In many ways, the internet should not work. As late as 1992, IBM said that it wasn't possible to build a corporate network using internet protocol.
Zittrain said the mascot of the internet is the bumble bee. It shouldn't be able to fly, but a recently government-funded programme discovered how bees fly: They flap their wings really fast.
The internet works on a process that Zittrain compared to passing a beer to a person in a mosh pit. "This system relies on kindness and trust. This makes [the internet] rare and vulnerable."
Wikipedia also shouldn't work, according to Zittrain. "Wikipedia is an idea so profoundly stupid that even Jimbo [Wikipedia founder Jimmy Wales] didn't have it," he said. Wikipedia was originally a way for editors of another project, Newpedia, to collaborate. But the backroom eventually took over the front room.
He showed how Wikipedians debate issues, and said that they are making their own law democratically. They decided to remove the real name of the boy who appeared in the Star War Kid YouTube video after his parents requested it.

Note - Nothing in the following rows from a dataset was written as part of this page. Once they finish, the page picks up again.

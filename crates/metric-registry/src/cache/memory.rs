//! In-process cache backend.
//!
//! Expiry is measured with `tokio::time::Instant`, so tests can drive it with
//! `tokio::time::pause()` and `tokio::time::advance()`.

use std::collections::HashMap;
use std::sync::atomic::{AtomicBool, Ordering};
use std::sync::{Mutex, MutexGuard};
use std::time::Duration;

use async_trait::async_trait;
use log::warn;
use tokio::time::Instant;

use super::backend::CacheBackend;
use crate::errors::CacheError;

#[derive(Debug)]
struct StoredValue {
    bytes: Vec<u8>,
    expires_at: Instant,
}

impl StoredValue {
    fn is_live(&self, now: Instant) -> bool {
        now < self.expires_at
    }
}

/// Thread-safe in-memory backend with TTL expiry.
pub struct InMemoryBackend {
    entries: Mutex<HashMap<String, StoredValue>>,
    available: AtomicBool,
}

impl InMemoryBackend {
    pub fn new() -> Self {
        Self {
            entries: Mutex::new(HashMap::new()),
            available: AtomicBool::new(true),
        }
    }

    /// Simulate the backend going down or coming back.
    pub fn set_available(&self, available: bool) {
        self.available.store(available, Ordering::SeqCst);
    }

    /// Number of live entries.
    pub fn len(&self) -> usize {
        let now = Instant::now();
        self.lock_entries()
            .values()
            .filter(|v| v.is_live(now))
            .count()
    }

    pub fn is_empty(&self) -> bool {
        self.len() == 0
    }

    fn lock_entries(&self) -> MutexGuard<'_, HashMap<String, StoredValue>> {
        self.entries.lock().unwrap_or_else(|poisoned| {
            warn!("In-memory cache mutex was poisoned, recovering");
            poisoned.into_inner()
        })
    }

    fn ensure_available(&self) -> Result<(), CacheError> {
        if self.available.load(Ordering::SeqCst) {
            Ok(())
        } else {
            Err(CacheError::Unavailable("in-memory backend offline".to_string()))
        }
    }

    fn read_live(entries: &mut HashMap<String, StoredValue>, key: &str, now: Instant) -> Option<Vec<u8>> {
        match entries.get(key) {
            Some(value) if value.is_live(now) => Some(value.bytes.clone()),
            Some(_) => {
                entries.remove(key);
                None
            }
            None => None,
        }
    }
}

impl Default for InMemoryBackend {
    fn default() -> Self {
        Self::new()
    }
}

#[async_trait]
impl CacheBackend for InMemoryBackend {
    fn name(&self) -> &'static str {
        "memory"
    }

    async fn get(&self, key: &str) -> Result<Option<Vec<u8>>, CacheError> {
        self.ensure_available()?;
        let now = Instant::now();
        Ok(Self::read_live(&mut self.lock_entries(), key, now))
    }

    async fn setex(&self, key: &str, ttl_secs: u64, value: Vec<u8>) -> Result<(), CacheError> {
        self.ensure_available()?;
        if ttl_secs == 0 {
            return Err(CacheError::Unavailable(format!(
                "invalid expire time for key '{}'",
                key
            )));
        }
        let Some(expires_at) = Instant::now().checked_add(Duration::from_secs(ttl_secs)) else {
            return Err(CacheError::Unavailable(format!(
                "expire time out of range for key '{}'",
                key
            )));
        };
        self.lock_entries().insert(
            key.to_string(),
            StoredValue {
                bytes: value,
                expires_at,
            },
        );
        Ok(())
    }

    async fn mget(&self, keys: &[String]) -> Result<Vec<Option<Vec<u8>>>, CacheError> {
        self.ensure_available()?;
        let now = Instant::now();
        let mut entries = self.lock_entries();
        Ok(keys
            .iter()
            .map(|key| Self::read_live(&mut entries, key, now))
            .collect())
    }

    async fn keys(&self, pattern: &str) -> Result<Vec<String>, CacheError> {
        self.ensure_available()?;
        let now = Instant::now();
        let mut entries = self.lock_entries();
        entries.retain(|_, v| v.is_live(now));
        Ok(entries
            .keys()
            .filter(|k| glob_match(pattern, k))
            .cloned()
            .collect())
    }

    async fn delete(&self, keys: &[String]) -> Result<usize, CacheError> {
        self.ensure_available()?;
        let now = Instant::now();
        let mut entries = self.lock_entries();
        Ok(keys
            .iter()
            .filter_map(|k| entries.remove(k))
            .filter(|v| v.is_live(now))
            .count())
    }
}

/// Match `text` against a pattern where `*` matches any run of characters.
fn glob_match(pattern: &str, text: &str) -> bool {
    let parts: Vec<&str> = pattern.split('*').collect();
    if parts.len() == 1 {
        return pattern == text;
    }

    // At least two parts from here on.
    let first = parts[0];
    let last = parts[parts.len() - 1];
    let Some(mut remaining) = text.strip_prefix(first) else {
        return false;
    };

    for part in &parts[1..parts.len() - 1] {
        match remaining.find(part) {
            Some(idx) => remaining = &remaining[idx + part.len()..],
            None => return false,
        }
    }

    remaining.len() >= last.len() && remaining.ends_with(last)
}

#[cfg(test)]
mod tests {
    use super::*;

    #[test]
    fn test_glob_match() {
        assert!(glob_match("metric_cache:*", "metric_cache:metric_price:abc"));
        assert!(!glob_match("metric_cache:*", "other:metric_price:abc"));
        assert!(glob_match("*price*", "metric_cache:metric_price:abc"));
        assert!(glob_match("a*c", "abc"));
        assert!(!glob_match("a*c", "abd"));
        assert!(glob_match("exact", "exact"));
        assert!(!glob_match("exact", "exactly"));
    }

    #[tokio::test(start_paused = true)]
    async fn test_entries_expire() {
        let backend = InMemoryBackend::new();
        backend.setex("k", 10, b"v".to_vec()).await.unwrap();
        assert_eq!(backend.get("k").await.unwrap(), Some(b"v".to_vec()));

        tokio::time::advance(Duration::from_secs(11)).await;
        assert_eq!(backend.get("k").await.unwrap(), None);
        assert!(backend.is_empty());
    }

    #[tokio::test]
    async fn test_mget_is_aligned_with_keys() {
        let backend = InMemoryBackend::new();
        backend.setex("a", 60, b"1".to_vec()).await.unwrap();
        backend.setex("c", 60, b"3".to_vec()).await.unwrap();

        let keys = vec!["a".to_string(), "b".to_string(), "c".to_string()];
        let values = backend.mget(&keys).await.unwrap();
        assert_eq!(values, vec![Some(b"1".to_vec()), None, Some(b"3".to_vec())]);
    }

    #[tokio::test]
    async fn test_keys_and_delete() {
        let backend = InMemoryBackend::new();
        backend.setex("ns:a", 60, b"1".to_vec()).await.unwrap();
        backend.setex("ns:b", 60, b"2".to_vec()).await.unwrap();
        backend.setex("other:c", 60, b"3".to_vec()).await.unwrap();

        let mut keys = backend.keys("ns:*").await.unwrap();
        keys.sort();
        assert_eq!(keys, vec!["ns:a", "ns:b"]);

        let deleted = backend
            .delete(&["ns:a".to_string(), "missing".to_string()])
            .await
            .unwrap();
        assert_eq!(deleted, 1);
        assert_eq!(backend.len(), 2);
    }

    #[tokio::test]
    async fn test_offline_backend_errors() {
        let backend = InMemoryBackend::new();
        backend.set_available(false);
        assert!(backend.get("k").await.is_err());
        assert!(backend.setex("k", 10, vec![]).await.is_err());

        backend.set_available(true);
        assert!(backend.setex("k", 10, vec![]).await.is_ok());
    }

    #[tokio::test]
    async fn test_zero_ttl_rejected() {
        let backend = InMemoryBackend::new();
        assert!(backend.setex("k", 0, b"v".to_vec()).await.is_err());
    }

    #[tokio::test]
    async fn test_out_of_range_ttl_rejected() {
        let backend = InMemoryBackend::new();
        assert!(backend.setex("k", u64::MAX, b"v".to_vec()).await.is_err());
        assert!(backend.get("k").await.unwrap().is_none());
    }
}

"At all times Wikipedia is 45 minutes away from utter destruction. It's a thin geeky line that keeps it going," Zittrain said.
He believes that the lessons of how the internet works can applied to real world and also back to the technology of the internet itself.
I think that we can build architectures online so that such human requests are easier online. It represents human emotion, endeavour and impact. We can decide how we want to treat it.
Why iPods won't topple dictators
Evgeny Morozov at TEDGlobal 2009 in Oxford Evgeny Morozov challenged the idea that access to greater technology would lead inexorably to democracy photo credit: TED / Duncan Davidson
From that optimistic view, Evgeny Morozov countered some of the cyber-utopian ideas that the internet, new media and technology were an unalloyed force for good and democracy.
Morozov, who is from Belarus, worked for an NGO using new media to promote democracy, but he found:
Dictatorships do not crumble so easily. Some get even more repressive.
He started studying how the internet could impede democracy. Cyber-utopians believe that with enough connectivity and devices that democracy will inevitably follow, he said. It was an assumption that underlies what he called "iPod liberalism" that everyone who owns an iPod must be a liberal.
If you believe 'Drop iPods, not bombs', the problem is that it confuses the intended versus actual uses of technology.
Governments are learning that censorship doesn't work but spin does. They are actually encouraging people to share information online. Blogs, Twitter and Facebook actually allowed the Iranian authorities to gather open-source intelligence on networks of anti-government activists.
The KGB used to torture people for weeks to get that information.
Also, he said that while many assume that technology is a catalyst for change, it might also be an opiate for the masses. Governments can engage in meaningless exercises that allow their citizens to believe they have a voice when the exercise itself is meaningless or it gives a government a scapegoat – the public – if the policy fails.
For technology to really be an agent for change, he said we need to stop thinking about computers per capita and start thinking about empowering NGOs and other members of society.